M Ben-Shachar, RF Dougherty, GK Deutsch, P Potanina and BA Wandell
Stanford Institute for Reading and Learning

INTRO We have previously demonstrated that the amplitude of BOLD responses in left and right occipito-temporal sulcus (OTS) covaries with word visibility in adults. Here we examine the development of this visual sensitivity to words in children.
METHODS Fifty children ages 7-12y participated in four testing sessions, including behavioral assessment, anatomical, DTI and functional MRI sessions. In fMRI scans we presented visual words masked by phase-scrambled noise, while children were engaged in a fixation task (implicit reading). Noise level was manipulated parametrically.
Measurements covered ventral occipito-temporal cortex (GE Signa 3T, spiral acquisition, 26 oblique slices, 3x3x3 mm voxels). ROIs in OTS and early visual cortex were defined functionally in individual brains by contrasting the word conditions against fixation and anatomically using sulcal landmarks. Within ROIs, BOLD signal changes were plotted as a function of noise level, resulting in a 'word-visibility response function'.

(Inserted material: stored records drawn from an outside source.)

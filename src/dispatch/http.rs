use std::time::Duration;

use async_trait::async_trait;
use bytes::{Bytes, BytesMut};
use reqwest::header::{HeaderMap, HeaderName, HeaderValue, ACCEPT, AUTHORIZATION, USER_AGENT};
use tracing::debug;

use super::{Transport, WireRequest, WireResponse};
use crate::config::ClientConfig;
use crate::error::{QueryError, Result};

const ORG_ID_HEADER: &str = "x-grafana-org-id";

/// `Transport` over a pooled reqwest client. Each attempt is bounded by the
/// configured timeout; the response body is read in full, up to a limit.
#[derive(Debug, Clone)]
pub struct ReqwestTransport {
    client: reqwest::Client,
    base_url: String,
    timeout: Duration,
    max_response_bytes: usize,
}

impl ReqwestTransport {
    pub fn new(config: &ClientConfig) -> Result<Self> {
        let client = reqwest::Client::builder()
            .default_headers(default_headers(config)?)
            .build()?;
        Ok(Self {
            client,
            base_url: config.url.trim_end_matches('/').to_string(),
            timeout: config.timeout,
            max_response_bytes: config.max_response_bytes,
        })
    }

    async fn attempt(&self, request: &WireRequest) -> Result<WireResponse> {
        let url = format!("{}{}", self.base_url, request.path_and_query());
        let mut builder = self.client.request(request.method.clone(), &url);
        for (name, value) in &request.headers {
            builder = builder.header(name.as_str(), value.as_str());
        }
        if !request.body.is_empty() {
            builder = builder.body(request.body.clone());
        }

        let mut response = builder.send().await?;
        let status = response.status().as_u16();

        let mut body = BytesMut::new();
        while let Some(chunk) = response.chunk().await? {
            if body.len() + chunk.len() > self.max_response_bytes {
                return Err(QueryError::ResponseTooLarge(self.max_response_bytes));
            }
            body.extend_from_slice(&chunk);
        }
        debug!(%url, status, bytes = body.len(), "proxy round trip");

        Ok(WireResponse {
            status,
            body: Bytes::from(body),
        })
    }
}

#[async_trait]
impl Transport for ReqwestTransport {
    async fn round_trip(&self, request: &WireRequest) -> Result<WireResponse> {
        tokio::time::timeout(self.timeout, self.attempt(request))
            .await
            .map_err(|_| QueryError::Timeout(self.timeout))?
    }
}

fn default_headers(config: &ClientConfig) -> Result<HeaderMap> {
    let mut headers = HeaderMap::new();
    headers.insert(ACCEPT, HeaderValue::from_static("application/json"));
    headers.insert(
        USER_AGENT,
        HeaderValue::from_static(concat!("observability_query/", env!("CARGO_PKG_VERSION"))),
    );

    if let Some(key) = &config.api_key {
        let value = HeaderValue::from_str(&format!("Bearer {}", key))
            .map_err(|_| QueryError::Config("api key contains invalid header characters".to_string()))?;
        headers.insert(AUTHORIZATION, value);
    }
    if let Some(org) = &config.org_id {
        let value = HeaderValue::from_str(org)
            .map_err(|_| QueryError::Config(format!("invalid org id: {:?}", org)))?;
        headers.insert(HeaderName::from_static(ORG_ID_HEADER), value);
    }
    Ok(headers)
}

RESULTS Word-visibility response functions were present in bilateral OTS in children as young as 7y. Such sensitivity to word-visibility was not evident in early visual cortex (V1/2/3 foveal confluence). BOLD signals in OTS were higher for the most visible words, and decreased with noise. The steepness of the OTS response function depended on age and reading skills. Older children (age>10y) showed a steeper response function. Also, better readers (word ID standard score >100) showed higher BOLD signal for low-visibility words.
CONCLUSIONS BOLD responses in left and right OTS are related to word-visibility in children. The quantitative form of this relationship changes between the ages of 7-12. Preliminary results from adult studies we have preformed suggest that the OTS response functions are not specific to word stimuli, but generalize to line drawings of common objects. One interpretation is that visual word recognition takes advantage of an existing OTS system that analyzes contours.